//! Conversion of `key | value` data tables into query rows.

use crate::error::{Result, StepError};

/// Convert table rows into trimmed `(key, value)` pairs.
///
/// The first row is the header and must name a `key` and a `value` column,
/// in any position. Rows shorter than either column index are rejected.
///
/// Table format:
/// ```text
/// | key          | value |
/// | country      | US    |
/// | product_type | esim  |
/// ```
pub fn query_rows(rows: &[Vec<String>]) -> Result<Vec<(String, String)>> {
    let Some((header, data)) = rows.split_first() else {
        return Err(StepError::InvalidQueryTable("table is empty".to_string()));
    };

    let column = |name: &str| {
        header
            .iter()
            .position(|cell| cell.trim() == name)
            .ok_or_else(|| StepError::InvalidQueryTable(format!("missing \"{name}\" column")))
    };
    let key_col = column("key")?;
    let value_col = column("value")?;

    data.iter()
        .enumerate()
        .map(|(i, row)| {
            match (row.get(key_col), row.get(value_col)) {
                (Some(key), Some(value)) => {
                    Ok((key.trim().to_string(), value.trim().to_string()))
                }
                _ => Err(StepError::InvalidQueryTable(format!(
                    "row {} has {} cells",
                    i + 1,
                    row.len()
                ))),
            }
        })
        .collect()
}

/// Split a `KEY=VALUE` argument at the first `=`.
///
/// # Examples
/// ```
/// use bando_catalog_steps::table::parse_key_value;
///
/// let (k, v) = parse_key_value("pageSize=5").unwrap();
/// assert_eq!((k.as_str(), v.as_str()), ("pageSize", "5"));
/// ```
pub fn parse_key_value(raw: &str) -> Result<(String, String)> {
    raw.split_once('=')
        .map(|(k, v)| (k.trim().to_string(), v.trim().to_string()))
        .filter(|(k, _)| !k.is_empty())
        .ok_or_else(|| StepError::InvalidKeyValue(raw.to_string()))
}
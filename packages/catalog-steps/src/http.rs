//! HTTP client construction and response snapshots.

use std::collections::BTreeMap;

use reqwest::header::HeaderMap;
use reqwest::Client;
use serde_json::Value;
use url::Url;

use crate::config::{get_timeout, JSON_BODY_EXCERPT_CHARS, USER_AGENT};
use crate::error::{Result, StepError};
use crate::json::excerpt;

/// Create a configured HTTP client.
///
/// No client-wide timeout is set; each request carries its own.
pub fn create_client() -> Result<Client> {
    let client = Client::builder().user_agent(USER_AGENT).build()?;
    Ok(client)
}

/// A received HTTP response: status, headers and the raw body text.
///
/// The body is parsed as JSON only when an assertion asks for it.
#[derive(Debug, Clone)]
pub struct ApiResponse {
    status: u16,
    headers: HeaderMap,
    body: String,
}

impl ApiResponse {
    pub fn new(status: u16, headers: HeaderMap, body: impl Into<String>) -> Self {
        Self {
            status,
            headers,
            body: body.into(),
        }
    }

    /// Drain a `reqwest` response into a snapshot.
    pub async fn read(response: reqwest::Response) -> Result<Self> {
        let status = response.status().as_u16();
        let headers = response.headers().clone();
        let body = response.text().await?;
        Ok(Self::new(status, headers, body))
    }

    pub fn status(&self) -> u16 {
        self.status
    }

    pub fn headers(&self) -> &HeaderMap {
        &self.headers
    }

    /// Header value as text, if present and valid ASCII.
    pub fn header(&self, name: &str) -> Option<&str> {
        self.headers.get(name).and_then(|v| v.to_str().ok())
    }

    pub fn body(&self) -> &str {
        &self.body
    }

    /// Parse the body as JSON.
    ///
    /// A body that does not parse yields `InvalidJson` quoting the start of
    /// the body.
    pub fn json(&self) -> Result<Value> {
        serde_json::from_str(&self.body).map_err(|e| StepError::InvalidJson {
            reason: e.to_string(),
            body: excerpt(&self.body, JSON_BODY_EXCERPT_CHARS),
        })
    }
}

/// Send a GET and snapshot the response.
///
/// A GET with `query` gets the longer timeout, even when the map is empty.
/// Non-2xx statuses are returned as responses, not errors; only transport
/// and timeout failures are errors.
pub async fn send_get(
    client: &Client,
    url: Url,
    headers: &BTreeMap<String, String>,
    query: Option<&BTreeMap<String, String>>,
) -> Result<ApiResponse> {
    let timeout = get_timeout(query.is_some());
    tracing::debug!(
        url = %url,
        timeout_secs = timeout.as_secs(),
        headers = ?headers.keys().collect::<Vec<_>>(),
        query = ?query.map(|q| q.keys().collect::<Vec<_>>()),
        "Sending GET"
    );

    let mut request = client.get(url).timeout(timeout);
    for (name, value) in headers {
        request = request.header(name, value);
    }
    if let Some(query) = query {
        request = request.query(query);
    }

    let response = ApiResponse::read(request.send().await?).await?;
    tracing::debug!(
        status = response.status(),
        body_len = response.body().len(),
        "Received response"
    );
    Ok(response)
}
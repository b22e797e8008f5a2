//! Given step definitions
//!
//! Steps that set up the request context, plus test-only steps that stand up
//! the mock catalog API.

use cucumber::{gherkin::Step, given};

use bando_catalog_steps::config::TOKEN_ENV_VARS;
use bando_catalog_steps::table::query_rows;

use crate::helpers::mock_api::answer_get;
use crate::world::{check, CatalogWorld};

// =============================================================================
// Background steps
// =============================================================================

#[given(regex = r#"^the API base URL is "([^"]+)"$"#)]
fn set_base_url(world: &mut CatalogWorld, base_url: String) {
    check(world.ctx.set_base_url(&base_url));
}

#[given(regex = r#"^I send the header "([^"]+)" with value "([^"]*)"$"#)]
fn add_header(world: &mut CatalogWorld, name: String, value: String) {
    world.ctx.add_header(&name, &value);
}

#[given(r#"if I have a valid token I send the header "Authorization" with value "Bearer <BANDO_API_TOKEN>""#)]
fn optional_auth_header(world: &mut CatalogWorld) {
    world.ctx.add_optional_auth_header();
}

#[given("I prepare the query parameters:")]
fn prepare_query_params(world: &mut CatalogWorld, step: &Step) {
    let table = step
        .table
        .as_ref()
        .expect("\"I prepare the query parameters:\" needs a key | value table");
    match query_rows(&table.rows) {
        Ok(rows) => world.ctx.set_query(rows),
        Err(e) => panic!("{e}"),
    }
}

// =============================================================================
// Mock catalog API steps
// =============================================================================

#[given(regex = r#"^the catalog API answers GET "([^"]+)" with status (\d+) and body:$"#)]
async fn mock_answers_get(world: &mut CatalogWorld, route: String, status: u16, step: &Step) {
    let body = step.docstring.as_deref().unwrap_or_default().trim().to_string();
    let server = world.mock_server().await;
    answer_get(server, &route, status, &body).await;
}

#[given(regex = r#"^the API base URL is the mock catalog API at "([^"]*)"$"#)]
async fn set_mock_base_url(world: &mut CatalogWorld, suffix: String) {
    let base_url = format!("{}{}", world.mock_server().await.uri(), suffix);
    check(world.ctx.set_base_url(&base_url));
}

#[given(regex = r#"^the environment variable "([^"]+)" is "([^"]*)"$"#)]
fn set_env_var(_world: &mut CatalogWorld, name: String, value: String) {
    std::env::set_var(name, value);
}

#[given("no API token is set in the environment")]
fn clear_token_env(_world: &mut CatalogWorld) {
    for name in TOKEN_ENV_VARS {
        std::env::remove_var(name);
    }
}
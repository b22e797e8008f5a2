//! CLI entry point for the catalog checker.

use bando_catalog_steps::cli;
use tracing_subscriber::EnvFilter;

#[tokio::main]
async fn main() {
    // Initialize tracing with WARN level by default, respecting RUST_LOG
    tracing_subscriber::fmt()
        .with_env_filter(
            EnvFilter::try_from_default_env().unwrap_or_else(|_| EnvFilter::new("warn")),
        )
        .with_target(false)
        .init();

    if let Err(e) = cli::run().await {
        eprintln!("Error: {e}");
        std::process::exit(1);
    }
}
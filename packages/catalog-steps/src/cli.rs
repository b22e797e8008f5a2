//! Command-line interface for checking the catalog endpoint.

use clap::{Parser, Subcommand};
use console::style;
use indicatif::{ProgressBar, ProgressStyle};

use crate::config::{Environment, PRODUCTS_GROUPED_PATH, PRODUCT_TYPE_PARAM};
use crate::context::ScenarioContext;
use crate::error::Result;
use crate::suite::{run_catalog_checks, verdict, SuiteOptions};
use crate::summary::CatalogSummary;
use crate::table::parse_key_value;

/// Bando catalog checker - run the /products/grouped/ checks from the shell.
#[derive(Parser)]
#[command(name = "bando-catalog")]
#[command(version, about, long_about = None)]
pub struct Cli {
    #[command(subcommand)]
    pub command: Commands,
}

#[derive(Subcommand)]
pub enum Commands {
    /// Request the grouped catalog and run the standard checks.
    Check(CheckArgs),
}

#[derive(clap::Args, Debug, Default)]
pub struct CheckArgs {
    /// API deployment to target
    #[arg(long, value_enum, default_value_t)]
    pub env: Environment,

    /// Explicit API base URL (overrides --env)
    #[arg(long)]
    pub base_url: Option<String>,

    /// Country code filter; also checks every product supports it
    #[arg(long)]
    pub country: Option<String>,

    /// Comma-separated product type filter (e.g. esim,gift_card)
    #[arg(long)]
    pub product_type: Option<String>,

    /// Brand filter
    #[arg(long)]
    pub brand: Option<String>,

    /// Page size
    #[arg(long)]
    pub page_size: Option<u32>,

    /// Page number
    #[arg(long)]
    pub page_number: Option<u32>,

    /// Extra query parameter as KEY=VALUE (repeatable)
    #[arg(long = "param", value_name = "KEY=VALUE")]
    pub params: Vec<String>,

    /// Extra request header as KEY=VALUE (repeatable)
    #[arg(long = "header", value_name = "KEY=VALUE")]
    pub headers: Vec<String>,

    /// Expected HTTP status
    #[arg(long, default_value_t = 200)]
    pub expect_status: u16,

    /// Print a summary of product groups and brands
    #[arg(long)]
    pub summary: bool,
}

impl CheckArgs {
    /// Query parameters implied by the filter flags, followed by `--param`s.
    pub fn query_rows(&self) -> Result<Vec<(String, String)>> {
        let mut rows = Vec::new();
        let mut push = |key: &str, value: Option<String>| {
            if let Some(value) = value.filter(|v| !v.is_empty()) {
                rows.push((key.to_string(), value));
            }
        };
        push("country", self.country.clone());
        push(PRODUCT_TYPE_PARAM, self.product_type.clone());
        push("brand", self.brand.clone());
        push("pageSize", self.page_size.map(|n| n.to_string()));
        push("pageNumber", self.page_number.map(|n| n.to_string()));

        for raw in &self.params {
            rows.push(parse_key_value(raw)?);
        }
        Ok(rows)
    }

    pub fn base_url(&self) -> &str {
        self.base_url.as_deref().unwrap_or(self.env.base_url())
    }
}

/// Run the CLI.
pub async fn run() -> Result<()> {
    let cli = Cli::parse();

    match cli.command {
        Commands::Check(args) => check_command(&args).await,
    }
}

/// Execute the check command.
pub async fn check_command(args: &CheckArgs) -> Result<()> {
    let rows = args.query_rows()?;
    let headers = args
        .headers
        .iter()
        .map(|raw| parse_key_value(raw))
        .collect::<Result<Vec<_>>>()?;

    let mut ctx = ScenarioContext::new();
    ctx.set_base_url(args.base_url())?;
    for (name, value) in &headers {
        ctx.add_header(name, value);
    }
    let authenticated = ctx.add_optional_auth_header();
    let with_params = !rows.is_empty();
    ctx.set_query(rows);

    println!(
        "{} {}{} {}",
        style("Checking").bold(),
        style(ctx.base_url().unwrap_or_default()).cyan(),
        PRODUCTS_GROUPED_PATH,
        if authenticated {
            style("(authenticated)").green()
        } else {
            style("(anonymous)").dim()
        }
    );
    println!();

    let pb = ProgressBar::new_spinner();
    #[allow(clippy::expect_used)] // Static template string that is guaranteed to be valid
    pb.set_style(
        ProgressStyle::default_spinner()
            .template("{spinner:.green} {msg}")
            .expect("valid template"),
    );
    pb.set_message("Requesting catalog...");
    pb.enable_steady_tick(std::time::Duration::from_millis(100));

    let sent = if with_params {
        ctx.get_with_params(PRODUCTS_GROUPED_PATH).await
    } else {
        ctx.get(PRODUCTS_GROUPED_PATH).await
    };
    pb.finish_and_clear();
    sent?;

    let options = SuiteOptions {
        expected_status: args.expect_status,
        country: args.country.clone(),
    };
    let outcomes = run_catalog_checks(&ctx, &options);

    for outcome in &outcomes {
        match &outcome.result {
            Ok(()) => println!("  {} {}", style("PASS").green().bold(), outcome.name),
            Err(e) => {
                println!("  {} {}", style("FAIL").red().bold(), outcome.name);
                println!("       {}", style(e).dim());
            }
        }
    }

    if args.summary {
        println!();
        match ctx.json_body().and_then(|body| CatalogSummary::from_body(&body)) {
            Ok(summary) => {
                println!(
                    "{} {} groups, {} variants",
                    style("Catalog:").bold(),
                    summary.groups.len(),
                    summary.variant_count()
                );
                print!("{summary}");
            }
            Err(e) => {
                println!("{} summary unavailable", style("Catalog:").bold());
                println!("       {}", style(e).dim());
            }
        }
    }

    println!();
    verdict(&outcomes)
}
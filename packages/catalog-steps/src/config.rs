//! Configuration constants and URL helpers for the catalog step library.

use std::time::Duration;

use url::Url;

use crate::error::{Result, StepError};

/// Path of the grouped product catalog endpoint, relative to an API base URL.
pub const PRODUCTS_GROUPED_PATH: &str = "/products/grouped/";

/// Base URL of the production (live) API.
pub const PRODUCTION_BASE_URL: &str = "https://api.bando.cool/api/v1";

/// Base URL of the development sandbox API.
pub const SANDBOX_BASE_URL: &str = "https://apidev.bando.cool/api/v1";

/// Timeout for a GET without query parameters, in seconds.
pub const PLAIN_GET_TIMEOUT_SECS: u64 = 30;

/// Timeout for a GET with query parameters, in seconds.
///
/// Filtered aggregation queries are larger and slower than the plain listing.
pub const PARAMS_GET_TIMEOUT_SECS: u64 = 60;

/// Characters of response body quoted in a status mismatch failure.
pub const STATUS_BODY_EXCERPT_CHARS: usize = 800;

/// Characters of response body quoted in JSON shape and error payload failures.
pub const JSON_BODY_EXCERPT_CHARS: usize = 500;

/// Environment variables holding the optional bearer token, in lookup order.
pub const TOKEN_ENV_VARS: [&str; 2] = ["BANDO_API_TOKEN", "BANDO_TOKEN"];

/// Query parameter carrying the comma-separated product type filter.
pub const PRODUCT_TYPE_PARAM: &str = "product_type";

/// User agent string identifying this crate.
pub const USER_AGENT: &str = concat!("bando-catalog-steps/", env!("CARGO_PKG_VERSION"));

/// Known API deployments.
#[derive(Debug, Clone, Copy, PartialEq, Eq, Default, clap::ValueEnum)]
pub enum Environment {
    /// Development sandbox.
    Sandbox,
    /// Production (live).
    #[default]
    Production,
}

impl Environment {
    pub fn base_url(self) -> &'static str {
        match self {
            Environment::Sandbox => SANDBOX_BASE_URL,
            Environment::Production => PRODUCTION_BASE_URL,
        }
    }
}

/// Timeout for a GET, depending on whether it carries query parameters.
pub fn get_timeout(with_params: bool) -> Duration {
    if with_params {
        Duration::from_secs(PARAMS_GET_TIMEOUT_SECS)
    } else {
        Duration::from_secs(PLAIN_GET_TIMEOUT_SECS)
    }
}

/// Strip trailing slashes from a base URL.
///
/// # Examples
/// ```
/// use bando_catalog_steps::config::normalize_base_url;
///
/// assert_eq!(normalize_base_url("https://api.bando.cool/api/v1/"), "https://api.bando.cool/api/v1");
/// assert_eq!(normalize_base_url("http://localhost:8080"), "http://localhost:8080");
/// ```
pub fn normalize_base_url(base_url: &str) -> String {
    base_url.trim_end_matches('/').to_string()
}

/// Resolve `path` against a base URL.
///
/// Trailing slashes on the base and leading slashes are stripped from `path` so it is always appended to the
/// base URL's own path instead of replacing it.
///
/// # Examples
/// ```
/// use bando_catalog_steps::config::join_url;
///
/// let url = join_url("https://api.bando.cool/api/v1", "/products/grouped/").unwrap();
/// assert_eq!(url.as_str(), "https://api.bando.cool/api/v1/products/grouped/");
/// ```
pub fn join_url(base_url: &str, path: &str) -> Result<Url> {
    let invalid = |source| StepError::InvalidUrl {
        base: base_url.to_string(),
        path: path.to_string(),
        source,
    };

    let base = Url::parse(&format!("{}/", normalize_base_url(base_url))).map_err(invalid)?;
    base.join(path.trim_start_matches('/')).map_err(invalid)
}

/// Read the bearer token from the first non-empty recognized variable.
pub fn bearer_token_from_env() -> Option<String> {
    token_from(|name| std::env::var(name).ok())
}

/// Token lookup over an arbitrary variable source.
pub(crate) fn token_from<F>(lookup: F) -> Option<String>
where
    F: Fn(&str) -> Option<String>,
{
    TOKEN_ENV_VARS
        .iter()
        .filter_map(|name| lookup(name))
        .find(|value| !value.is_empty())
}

_ _ _

**WORK ORDER:** All lines from the start of the entries through the line where "The first row" sits should be duplicated exactly, with nothing else in the output.

**REPLY:**
//! Conversion of `key | value` data tables into query rows.

use crate::error::{Result, StepError};

/// Convert table rows into trimmed `(key, value)` pairs.
///
/// The first row is the header and must name a `key` and a `value` column,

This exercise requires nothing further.